• [TO DO]: Look through the entries for the string "text" and copy every line where it shows up.

Records from a data collection
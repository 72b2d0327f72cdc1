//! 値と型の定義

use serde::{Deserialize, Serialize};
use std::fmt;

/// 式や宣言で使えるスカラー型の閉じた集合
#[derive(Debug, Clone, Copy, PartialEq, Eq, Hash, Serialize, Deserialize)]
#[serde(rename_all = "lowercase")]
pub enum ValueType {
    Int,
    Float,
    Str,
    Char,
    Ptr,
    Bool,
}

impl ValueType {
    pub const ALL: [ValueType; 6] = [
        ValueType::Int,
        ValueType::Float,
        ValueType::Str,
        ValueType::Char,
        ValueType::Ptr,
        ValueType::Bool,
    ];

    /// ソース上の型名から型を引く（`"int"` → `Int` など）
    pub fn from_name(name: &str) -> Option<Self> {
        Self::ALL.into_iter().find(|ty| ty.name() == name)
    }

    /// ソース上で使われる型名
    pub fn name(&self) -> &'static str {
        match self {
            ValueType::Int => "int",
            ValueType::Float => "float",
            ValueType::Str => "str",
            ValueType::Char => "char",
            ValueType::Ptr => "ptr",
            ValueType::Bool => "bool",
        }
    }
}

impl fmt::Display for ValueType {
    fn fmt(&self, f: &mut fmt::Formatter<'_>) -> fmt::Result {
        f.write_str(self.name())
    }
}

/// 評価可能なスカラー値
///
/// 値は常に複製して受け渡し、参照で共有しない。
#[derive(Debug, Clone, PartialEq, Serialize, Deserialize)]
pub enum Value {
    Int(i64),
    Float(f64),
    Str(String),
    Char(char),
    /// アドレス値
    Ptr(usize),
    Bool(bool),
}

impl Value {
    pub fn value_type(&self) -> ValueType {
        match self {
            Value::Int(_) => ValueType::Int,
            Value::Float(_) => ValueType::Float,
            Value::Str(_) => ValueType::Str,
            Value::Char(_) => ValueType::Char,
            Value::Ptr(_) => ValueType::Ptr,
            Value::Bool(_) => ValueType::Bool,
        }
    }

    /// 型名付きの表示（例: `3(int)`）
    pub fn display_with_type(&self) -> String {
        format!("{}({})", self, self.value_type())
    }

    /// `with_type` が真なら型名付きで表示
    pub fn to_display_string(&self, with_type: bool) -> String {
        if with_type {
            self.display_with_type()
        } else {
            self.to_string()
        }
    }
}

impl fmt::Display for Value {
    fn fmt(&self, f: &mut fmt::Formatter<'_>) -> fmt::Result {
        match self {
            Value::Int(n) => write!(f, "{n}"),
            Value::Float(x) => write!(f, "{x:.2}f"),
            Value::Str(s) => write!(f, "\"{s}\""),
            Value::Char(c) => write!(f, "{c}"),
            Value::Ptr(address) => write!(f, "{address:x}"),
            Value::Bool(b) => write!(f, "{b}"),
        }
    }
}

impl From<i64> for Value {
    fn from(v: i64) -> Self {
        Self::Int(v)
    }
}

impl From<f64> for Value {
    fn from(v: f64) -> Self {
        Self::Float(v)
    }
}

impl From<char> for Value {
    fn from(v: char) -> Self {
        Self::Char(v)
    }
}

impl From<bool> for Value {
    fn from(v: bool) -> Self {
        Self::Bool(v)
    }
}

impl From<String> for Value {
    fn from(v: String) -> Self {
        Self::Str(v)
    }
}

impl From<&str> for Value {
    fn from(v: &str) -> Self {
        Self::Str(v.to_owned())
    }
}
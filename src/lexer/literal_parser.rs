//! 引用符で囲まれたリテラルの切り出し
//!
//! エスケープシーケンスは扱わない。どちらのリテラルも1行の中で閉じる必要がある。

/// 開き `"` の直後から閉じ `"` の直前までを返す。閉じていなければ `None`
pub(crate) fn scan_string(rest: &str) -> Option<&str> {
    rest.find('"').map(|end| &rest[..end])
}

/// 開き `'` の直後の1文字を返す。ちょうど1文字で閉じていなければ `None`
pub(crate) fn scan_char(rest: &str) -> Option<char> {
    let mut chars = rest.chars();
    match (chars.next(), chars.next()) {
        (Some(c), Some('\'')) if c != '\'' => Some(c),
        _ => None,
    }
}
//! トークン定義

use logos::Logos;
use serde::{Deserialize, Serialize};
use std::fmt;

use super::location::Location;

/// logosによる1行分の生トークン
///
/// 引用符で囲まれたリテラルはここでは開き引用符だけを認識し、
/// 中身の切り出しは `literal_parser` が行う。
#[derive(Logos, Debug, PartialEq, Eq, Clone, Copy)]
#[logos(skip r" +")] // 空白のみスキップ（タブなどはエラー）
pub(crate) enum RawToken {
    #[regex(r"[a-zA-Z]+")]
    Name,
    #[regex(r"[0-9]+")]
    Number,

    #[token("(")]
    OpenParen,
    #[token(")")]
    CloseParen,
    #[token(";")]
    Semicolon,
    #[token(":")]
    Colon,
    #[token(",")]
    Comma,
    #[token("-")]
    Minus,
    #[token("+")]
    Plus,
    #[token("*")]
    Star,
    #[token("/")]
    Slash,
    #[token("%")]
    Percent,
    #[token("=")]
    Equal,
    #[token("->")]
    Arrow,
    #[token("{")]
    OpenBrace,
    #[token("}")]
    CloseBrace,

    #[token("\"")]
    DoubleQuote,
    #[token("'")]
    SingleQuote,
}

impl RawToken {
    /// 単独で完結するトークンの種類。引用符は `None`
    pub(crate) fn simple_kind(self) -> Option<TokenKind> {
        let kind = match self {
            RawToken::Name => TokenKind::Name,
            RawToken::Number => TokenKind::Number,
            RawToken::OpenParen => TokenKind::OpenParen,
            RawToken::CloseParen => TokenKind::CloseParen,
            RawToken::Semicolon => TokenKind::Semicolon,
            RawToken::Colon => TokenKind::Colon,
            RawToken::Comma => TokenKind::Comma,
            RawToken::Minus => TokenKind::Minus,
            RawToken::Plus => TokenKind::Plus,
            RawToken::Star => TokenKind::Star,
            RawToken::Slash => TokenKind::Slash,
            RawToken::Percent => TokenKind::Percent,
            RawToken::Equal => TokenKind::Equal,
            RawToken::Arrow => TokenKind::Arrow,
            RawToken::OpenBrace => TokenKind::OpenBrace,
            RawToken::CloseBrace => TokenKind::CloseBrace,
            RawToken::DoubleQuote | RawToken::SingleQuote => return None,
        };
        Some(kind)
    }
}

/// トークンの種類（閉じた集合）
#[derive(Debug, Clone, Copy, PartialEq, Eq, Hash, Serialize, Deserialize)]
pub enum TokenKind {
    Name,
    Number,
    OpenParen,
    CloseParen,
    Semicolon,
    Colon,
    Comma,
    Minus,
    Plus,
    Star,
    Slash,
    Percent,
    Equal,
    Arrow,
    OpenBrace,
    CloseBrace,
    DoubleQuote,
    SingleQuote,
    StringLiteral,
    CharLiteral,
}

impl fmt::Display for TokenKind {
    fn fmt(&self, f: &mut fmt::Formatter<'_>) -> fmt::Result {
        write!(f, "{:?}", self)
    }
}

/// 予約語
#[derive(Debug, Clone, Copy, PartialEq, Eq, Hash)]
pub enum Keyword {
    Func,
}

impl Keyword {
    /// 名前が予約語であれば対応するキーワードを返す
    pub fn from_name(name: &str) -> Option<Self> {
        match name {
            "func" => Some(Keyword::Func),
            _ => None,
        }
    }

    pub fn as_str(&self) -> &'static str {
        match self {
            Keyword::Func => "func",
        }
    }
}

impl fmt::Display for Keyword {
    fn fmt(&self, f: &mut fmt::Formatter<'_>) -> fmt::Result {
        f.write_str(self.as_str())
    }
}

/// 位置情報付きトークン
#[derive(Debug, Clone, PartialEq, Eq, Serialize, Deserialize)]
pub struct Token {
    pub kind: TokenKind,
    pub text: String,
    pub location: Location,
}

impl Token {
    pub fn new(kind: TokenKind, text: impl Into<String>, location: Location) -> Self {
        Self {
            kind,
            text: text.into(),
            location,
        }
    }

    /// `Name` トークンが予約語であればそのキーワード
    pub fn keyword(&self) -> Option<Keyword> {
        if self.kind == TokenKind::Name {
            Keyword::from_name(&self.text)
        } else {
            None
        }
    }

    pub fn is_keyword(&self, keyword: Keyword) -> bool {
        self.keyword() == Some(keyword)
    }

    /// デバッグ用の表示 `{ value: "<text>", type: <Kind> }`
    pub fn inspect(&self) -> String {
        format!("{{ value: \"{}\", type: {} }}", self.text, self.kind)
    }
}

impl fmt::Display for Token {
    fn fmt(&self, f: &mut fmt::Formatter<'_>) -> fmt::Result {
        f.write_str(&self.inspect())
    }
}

• [SOLUTION BELOW]:
    pub text: String,
    pub fn new(kind: TokenKind, text: impl Into<String>, location: Location) -> Self {
            text: text.into(),
            Keyword::from_name(&self.text)
    /// デバッグ用の表示 `{ value: "<text>", type: <Kind> }`
        format!("{{ value: \"{}\", type: {} }}", self.text, self.kind)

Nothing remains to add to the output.